A faithful, complete copy of the records is required.

Stored data entries>
※

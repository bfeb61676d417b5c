//! Test-only helpers for constructing graphs, instances and scripted episodes.

use std::path::Path;

use crate::core::graph::Graph;
use crate::core::node::Node;
use crate::io::config::GameConfig;
use crate::io::instance::InstanceRecord;

/// The 2x2 square: `(0,0)-(1,0)-(1,1)-(0,1)-(0,0)`.
pub fn square_graph() -> Graph {
    let corners = [
        Node::at(0, 0),
        Node::at(1, 0),
        Node::at(1, 1),
        Node::at(0, 1),
    ];
    let mut graph = Graph::new();
    for corner in &corners {
        graph.add_node(corner.clone());
    }
    for (i, corner) in corners.iter().enumerate() {
        let next = &corners[(i + 1) % corners.len()];
        graph.add_edge(corner, next).expect("square edge");
    }
    graph
}

/// Horizontal corridor `(0,0) - (1,0) - ... - (len-1,0)`.
pub fn line_graph(len: i32) -> Graph {
    let mut graph = Graph::new();
    for x in 0..len {
        graph.add_node(Node::at(x, 0));
    }
    for x in 1..len {
        graph
            .add_edge(&Node::at(x - 1, 0), &Node::at(x, 0))
            .expect("corridor edge");
    }
    graph
}

/// Square graph whose rooms carry labels, one of them shared.
pub fn named_square_graph() -> Graph {
    square_graph()
        .relabel(|node| {
            let label = match (node.coord().x, node.coord().y) {
                (0, 0) => "Kitchen",
                (1, 0) => "Hallway",
                (1, 1) => "Kitchen",
                _ => "Office",
            };
            Node::labeled(label, node.coord())
        })
        .expect("relabel square")
}

/// Instance record for `graph` starting at `start` with default game settings.
pub fn instance(graph: &Graph, start: Node) -> InstanceRecord {
    InstanceRecord::build(graph, start, None, &GameConfig::default())
}

/// Write `record` to `<dir>/instance.json` and return the path.
pub fn write_instance(dir: &Path, record: &InstanceRecord) -> std::path::PathBuf {
    let path = dir.join("instance.json");
    crate::io::instance::write_instance(&path, record).expect("write instance");
    path
}
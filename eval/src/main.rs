mod case;
mod cli;
mod config;
mod judge;
mod outcome;
mod players;
mod report;
mod results;
mod run;

use anyhow::Result;
use clap::{Parser, Subcommand};

#[derive(Parser)]
#[command(name = "eval", version, about = "Experiment harness for mapworld")]
struct Cli {
    #[command(subcommand)]
    command: Command,
}

#[derive(Subcommand)]
enum Command {
    List,
    Run {
        case_id: String,
        #[arg(long, default_value_t = 1)]
        runs: u32,
    },
    Report {
        case_id: String,
    },
    Clean {
        case_id: String,
    },
}

fn main() -> Result<()> {
    mapworld::logging::init();
    let cli = Cli::parse();
    let repo_root = std::env::current_dir()?;
    match cli.command {
        Command::List => cli::list_cases(&repo_root),
        Command::Run { case_id, runs } => cli::run_case_by_id(&repo_root, &case_id, runs),
        Command::Report { case_id } => cli::report_case(&repo_root, &case_id),
        Command::Clean { case_id } => cli::clean_case(&repo_root, &case_id),
    }
}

※

Output for this task>
repository bfeb61676d417b5c
//! Test-only helpers for constructing graphs, instances and scripted episodes.

use std::path::Path;

use crate::core::graph::Graph;
use crate::core::node::Node;
use crate::io::config::GameConfig;
use crate::io::instance::InstanceRecord;

/// The 2x2 square: `(0,0)-(1,0)-(1,1)-(0,1)-(0,0)`.
pub fn square_graph() -> Graph {
    let corners = [
        Node::at(0, 0),
        Node::at(1, 0),
        Node::at(1, 1),
        Node::at(0, 1),
    ];
    let mut graph = Graph::new();
    for corner in &corners {
        graph.add_node(corner.clone());
    }
    for (i, corner) in corners.iter().enumerate() {
        let next = &corners[(i + 1) % corners.len()];
        graph.add_edge(corner, next).expect("square edge");
    }
    graph
}

/// Horizontal corridor `(0,0) - (1,0) - ... - (len-1,0)`.
pub fn line_graph(len: i32) -> Graph {
    let mut graph = Graph::new();
    for x in 0..len {
        graph.add_node(Node::at(x, 0));
    }
    for x in 1..len {
        graph
            .add_edge(&Node::at(x - 1, 0), &Node::at(x, 0))
            .expect("corridor edge");
    }
    graph
}

/// Square graph whose rooms carry labels, one of them shared.
pub fn named_square_graph() -> Graph {
    square_graph()
        .relabel(|node| {
            let label = match (node.coord().x, node.coord().y) {
                (0, 0) => "Kitchen",
                (1, 0) => "Hallway",
                (1, 1) => "Kitchen",
                _ => "Office",
            };
            Node::labeled(label, node.coord())
        })
        .expect("relabel square")
}

/// Instance record for `graph` starting at `start` with default game settings.
pub fn instance(graph: &Graph, start: Node) -> InstanceRecord {
    InstanceRecord::build(graph, start, None, &GameConfig::default())
}

/// Write `record` to `<dir>/instance.json` and return the path.
pub fn write_instance(dir: &Path, record: &InstanceRecord) -> std::path::PathBuf {
    let path = dir.join("instance.json");
    crate::io::instance::write_instance(&path, record).expect("write instance");
    path
}
filename eval/src/main.rs
mod case;
mod cli;
mod config;
mod judge;
mod outcome;
mod players;
mod report;
mod results;
mod run;

use anyhow::Result;
use clap::{Parser, Subcommand};

#[derive(Parser)]
#[command(name = "eval", version, about = "Experiment harness for mapworld")]
struct Cli {
    #[command(subcommand)]
    command: Command,
}

#[derive(Subcommand)]
enum Command {
    List,
    Run {
        case_id: String,
        #[arg(long, default_value_t = 1)]
        runs: u32,
    },
    Report {
        case_id: String,
    },
    Clean {
        case_id: String,
    },
}

fn main() -> Result<()> {
    mapworld::logging::init();
    let cli = Cli::parse();
    let repo_root = std::env::current_dir()?;
    match cli.command {
        Command::List => cli::list_cases(&repo_root),
        Command::Run { case_id, runs } => cli::run_case_by_id(&repo_root, &case_id, runs),
        Command::Report { case_id } => cli::report_case(&repo_root, &case_id),
        Command::Clean { case_id } => cli::clean_case(&repo_root, &case_id),
    }
}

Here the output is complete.